[[ Supplied material open ]]

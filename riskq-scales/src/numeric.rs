use riskq_core::constants::{SCALE_MAX, SCALE_MIN};
use riskq_core::records::CodeField;

use crate::code::{parse_code, ScaleKind};

/// Scale position of a coded level in [0, 5]. Null and unrecognized codes
/// count as zero.
pub fn to_numeric(code: Option<&str>) -> f64 {
    code.and_then(parse_code)
        .map(|c| f64::from(c.level))
        .unwrap_or(SCALE_MIN)
}

/// Like [`to_numeric`], but a code from a different scale is also a miss.
pub fn to_numeric_for(kind: ScaleKind, code: Option<&str>) -> f64 {
    match code.and_then(parse_code) {
        Some(c) if c.kind == kind => f64::from(c.level),
        _ => SCALE_MIN,
    }
}

/// Scale position of a code on its expected scale, `None` on any miss.
/// Aggregation uses this to tell an unusable submission from a real zero.
pub fn level_for(kind: ScaleKind, code: &str) -> Option<f64> {
    parse_code(code)
        .filter(|c| c.kind == kind)
        .map(|c| f64::from(c.level))
}

/// The scale a record field is coded on.
pub fn kind_for_field(field: CodeField) -> ScaleKind {
    match field {
        CodeField::DirectProbability => ScaleKind::DirectProbability,
        CodeField::Human => ScaleKind::Human,
        CodeField::Societal => ScaleKind::Societal,
        CodeField::Environmental => ScaleKind::Environmental,
        CodeField::Financial => ScaleKind::Financial,
        CodeField::ClimateChange => ScaleKind::ClimateChange,
    }
}

/// Inverse of [`to_numeric`] for sliders: the nearest coded level to a
/// continuous position. Positions outside [0, 5] are clamped.
pub fn code_for_position(kind: ScaleKind, position: f64) -> String {
    let clamped = if position.is_nan() {
        SCALE_MIN
    } else {
        position.clamp(SCALE_MIN, SCALE_MAX)
    };
    format!("{}{}", kind.prefix(), clamped.round() as u8)
}

/// Shift in direct probability between today and the 2050 projection.
/// `None` unless both codes are recognized on their own scales.
pub fn climate_change_delta(dp: Option<&str>, cc: Option<&str>) -> Option<f64> {
    let today = level_for(ScaleKind::DirectProbability, dp?)?;
    let future = level_for(ScaleKind::ClimateChange, cc?)?;
    Some(future - today)
}
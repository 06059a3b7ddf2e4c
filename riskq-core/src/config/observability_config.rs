use serde::{Deserialize, Serialize};

use super::defaults;

/// Observability configuration.
#[derive(Debug, Clone, Serialize, Deserialize)]
#[serde(default)]
pub struct ObservabilityConfig {
    /// Log level: "trace", "debug", "info", "warn", "error".
    pub log_level: String,
    /// Emit JSON lines instead of the human-readable format.
    pub json_logs: bool,
}

impl Default for ObservabilityConfig {
    fn default() -> Self {
        Self {
            log_level: defaults::DEFAULT_LOG_LEVEL.to_string(),
            json_logs: defaults::DEFAULT_JSON_LOGS,
        }
    }
}
use riskq_core::models::{AggregatedValue, Quality};

/// Classify a set of submitted scale positions.
///
/// - empty → `Zero`
/// - spread (max − min) within `tolerance` → `Consensus`
/// - otherwise → `Average`
///
/// Depends only on the multiset of values, never on their order.
pub fn classify(values: &[f64], tolerance: f64) -> Quality {
    let Some((min, max)) = bounds(values) else {
        return Quality::Zero;
    };
    if max - min <= tolerance {
        Quality::Consensus
    } else {
        Quality::Average
    }
}

/// Classify and reduce a set of submitted scale positions to one value.
/// Zero quality yields value 0; otherwise the arithmetic mean.
pub fn aggregate_values(values: &[f64], tolerance: f64) -> AggregatedValue {
    let quality = classify(values, tolerance);
    if quality == Quality::Zero {
        return AggregatedValue::zero();
    }
    AggregatedValue {
        value: mean(values),
        quality,
        submissions: values.len(),
    }
}

fn bounds(values: &[f64]) -> Option<(f64, f64)> {
    let first = *values.first()?;
    Some(
        values
            .iter()
            .fold((first, first), |(lo, hi), v| (lo.min(*v), hi.max(*v))),
    )
}

/// Mean over the sorted values so the floating-point sum is identical for
/// every permutation of the input.
fn mean(values: &[f64]) -> f64 {
    let mut sorted = values.to_vec();
    sorted.sort_by(f64::total_cmp);
    sorted.iter().sum::<f64>() / sorted.len() as f64
}
/// Lowest position on every ordinal scale.
pub const SCALE_MIN: f64 = 0.0;

/// Highest position on every ordinal scale.
pub const SCALE_MAX: f64 = 5.0;

/// Number of filled segments a probability bar is split into.
pub const SCALE_SEGMENTS: usize = 5;

/// Display value used when a coded level is missing or unrecognized.
pub const UNKNOWN_LEVEL_LABEL: &str = "Unknown";

/// Page title used before any flow has set one.
pub const DEFAULT_PAGE_TITLE: &str = "Risk assessment";

/// Environment variable read by the tracing setup.
pub const LOG_ENV_VAR: &str = "RISKQ_LOG";

/// Crate version, embedded in exported reports.
pub const RISKQ_VERSION: &str = env!("CARGO_PKG_VERSION");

[[ Supplied material closed ]]

### What is needed
Every line in the data above that contains the word "DirectProbability" should be copied.

### Answer area
        CodeField::DirectProbability => ScaleKind::DirectProbability,
    let today = level_for(ScaleKind::DirectProbability, dp?)?;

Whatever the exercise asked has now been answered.